_Task to carry out_: Send back every record word for word, with nothing missing.
=== Begin Enclosure ===
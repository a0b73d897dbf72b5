use std::path::PathBuf;

use thiserror::Error;

use crate::trajectory::Geometry;

#[derive(Debug, Error)]
pub enum Error {
    #[error("not enough ball detections: {found} of {frames} frames, need at least {required}")]
    InsufficientDetections {
        found: usize,
        required: usize,
        frames: usize,
    },

    #[error("frame geometry mismatch: expected {expected}, got {found}")]
    GeometryMismatch { expected: Geometry, found: Geometry },

    #[error("no usable pitch trajectory in sequence")]
    EmptyBundle,

    #[error("encode failed: {0}")]
    Encode(String),

    #[error("detector failure: {0}")]
    Detector(String),

    #[error("cannot open video {0}")]
    OpenVideo(PathBuf),

    #[error("OpenCV Error: {0}")]
    OpenCv(#[from] opencv::Error),

    #[error("Io Error: {0}")]
    Io(#[from] std::io::Error),

    #[error("Json Error: {0}")]
    Json(#[from] serde_json::Error),
}
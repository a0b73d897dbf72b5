use std::path::Path;

use opencv::{
    core::{self, Mat},
    dnn,
    prelude::*,
};

use crate::detection::Detection;
use crate::error::Error;

/// External inference collaborator: given a decoded frame, returns zero or
/// more candidate ball boxes in pixel units. Implementations are free to be
/// noisy; the detection filter owns score/IoU policy.
pub trait Detector {
    fn detect(&mut self, frame: &Mat) -> Result<Vec<Detection>, Error>;
}

pub struct DnnDetectorConfig {
    /// Square side of the network input, e.g. 416.
    pub input_size: i32,
    /// Candidates below this are not worth returning at all. The real
    /// score threshold is applied later by the detection filter.
    pub candidate_floor: f32,
}

impl DnnDetectorConfig {
    pub fn new(input_size: i32) -> Self {
        Self {
            input_size,
            candidate_floor: 0.1,
        }
    }
}

/// YOLO-style single-class ball detector running on the OpenCV DNN module.
///
/// Expects each output row as `[cx, cy, w, h, score..]` with box coordinates
/// normalized to the network input; the best per-row score is the candidate
/// confidence.
pub struct DnnDetector {
    net: dnn::Net,
    config: DnnDetectorConfig,
}

impl DnnDetector {
    pub fn new(model: &Path, config: DnnDetectorConfig) -> Result<Self, Error> {
        let net = dnn::read_net_from_onnx(&model.to_string_lossy())?;

        Ok(Self { net, config })
    }

    fn decode(&self, out: &Mat, fw: f32, fh: f32, results: &mut Vec<Detection>) -> Result<(), Error> {
        let dims = out.mat_size();
        let pred_size = dims[dims.len() - 1] as usize;

        if pred_size < 5 {
            return Err(Error::Detector(format!(
                "unexpected model output row size {}",
                pred_size
            )));
        }

        let data = out.data_typed::<f32>()?;

        for pred in data.chunks_exact(pred_size) {
            let confidence = pred[4..].iter().copied().fold(0.0f32, f32::max);

            if confidence < self.config.candidate_floor {
                continue;
            }

            let (x, y, w, h) = (pred[0] * fw, pred[1] * fh, pred[2] * fw, pred[3] * fh);

            // the ball is small; a box this large is garbage
            if w * h > (fw / 2.0) * (fh / 2.0) {
                continue;
            }

            results.push(Detection {
                x,
                y,
                w,
                h,
                confidence,
            });
        }

        Ok(())
    }
}

impl Detector for DnnDetector {
    fn detect(&mut self, frame: &Mat) -> Result<Vec<Detection>, Error> {
        let (fw, fh) = (frame.cols() as f32, frame.rows() as f32);
        let size = core::Size::new(self.config.input_size, self.config.input_size);

        let blob = dnn::blob_from_image(
            frame,
            1.0 / 255.0,
            size,
            core::Scalar::default(),
            true,
            false,
            core::CV_32F,
        )?;

        self.net
            .set_input(&blob, "", 1.0, core::Scalar::default())?;

        let names = self.net.get_unconnected_out_layers_names()?;
        let mut outputs = core::Vector::<Mat>::new();
        self.net.forward(&mut outputs, &names)?;

        let mut results = Vec::new();
        for out in outputs.iter() {
            self.decode(&out, fw, fh, &mut results)?;
        }

        Ok(results)
    }
}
=== End Enclosure ===
_Final answer_:
repository a0b73d897dbf72b5
use std::path::PathBuf;

use thiserror::Error;

use crate::trajectory::Geometry;

#[derive(Debug, Error)]
pub enum Error {
    #[error("not enough ball detections: {found} of {frames} frames, need at least {required}")]
    InsufficientDetections {
        found: usize,
        required: usize,
        frames: usize,
    },

    #[error("frame geometry mismatch: expected {expected}, got {found}")]
    GeometryMismatch { expected: Geometry, found: Geometry },

    #[error("no usable pitch trajectory in sequence")]
    EmptyBundle,

    #[error("encode failed: {0}")]
    Encode(String),

    #[error("detector failure: {0}")]
    Detector(String),

    #[error("cannot open video {0}")]
    OpenVideo(PathBuf),

    #[error("OpenCV Error: {0}")]
    OpenCv(#[from] opencv::Error),

    #[error("Io Error: {0}")]
    Io(#[from] std::io::Error),

    #[error("Json Error: {0}")]
    Json(#[from] serde_json::Error),
}
repository a0b73d897dbf72b5
use std::path::Path;

use opencv::{
    core::{self, Mat},
    dnn,
    prelude::*,
};

use crate::detection::Detection;
use crate::error::Error;

/// External inference collaborator: given a decoded frame, returns zero or
/// more candidate ball boxes in pixel units. Implementations are free to be
/// noisy; the detection filter owns score/IoU policy.
pub trait Detector {
    fn detect(&mut self, frame: &Mat) -> Result<Vec<Detection>, Error>;
}

pub struct DnnDetectorConfig {
    /// Square side of the network input, e.g. 416.
    pub input_size: i32,
    /// Candidates below this are not worth returning at all. The real
    /// score threshold is applied later by the detection filter.
    pub candidate_floor: f32,
}

impl DnnDetectorConfig {
    pub fn new(input_size: i32) -> Self {
        Self {
            input_size,
            candidate_floor: 0.1,
        }
    }
}

/// YOLO-style single-class ball detector running on the OpenCV DNN module.
///
/// Expects each output row as `[cx, cy, w, h, score..]` with box coordinates
/// normalized to the network input; the best per-row score is the candidate
/// confidence.
pub struct DnnDetector {
    net: dnn::Net,
    config: DnnDetectorConfig,
}

impl DnnDetector {
    pub fn new(model: &Path, config: DnnDetectorConfig) -> Result<Self, Error> {
        let net = dnn::read_net_from_onnx(&model.to_string_lossy())?;

        Ok(Self { net, config })
    }

    fn decode(&self, out: &Mat, fw: f32, fh: f32, results: &mut Vec<Detection>) -> Result<(), Error> {
        let dims = out.mat_size();
        let pred_size = dims[dims.len() - 1] as usize;

        if pred_size < 5 {
            return Err(Error::Detector(format!(
                "unexpected model output row size {}",
                pred_size
            )));
        }

        let data = out.data_typed::<f32>()?;

        for pred in data.chunks_exact(pred_size) {
            let confidence = pred[4..].iter().copied().fold(0.0f32, f32::max);

            if confidence < self.config.candidate_floor {
                continue;
            }

            let (x, y, w, h) = (pred[0] * fw, pred[1] * fh, pred[2] * fw, pred[3] * fh);

            // the ball is small; a box this large is garbage
            if w * h > (fw / 2.0) * (fh / 2.0) {
                continue;
            }

            results.push(Detection {
                x,
                y,
                w,
                h,
                confidence,
            });
        }

        Ok(())
    }
}

impl Detector for DnnDetector {
    fn detect(&mut self, frame: &Mat) -> Result<Vec<Detection>, Error> {
        let (fw, fh) = (frame.cols() as f32, frame.rows() as f32);
        let size = core::Size::new(self.config.input_size, self.config.input_size);

        let blob = dnn::blob_from_image(
            frame,
            1.0 / 255.0,
            size,
            core::Scalar::default(),
            true,
            false,
            core::CV_32F,
        )?;

        self.net
            .set_input(&blob, "", 1.0, core::Scalar::default())?;

        let names = self.net.get_unconnected_out_layers_names()?;
        let mut outputs = core::Vector::<Mat>::new();
        self.net.forward(&mut outputs, &names)?;

        let mut results = Vec::new();
        for out in outputs.iter() {
            self.decode(&out, fw, fh, &mut results)?;
        }

        Ok(results)
    }
}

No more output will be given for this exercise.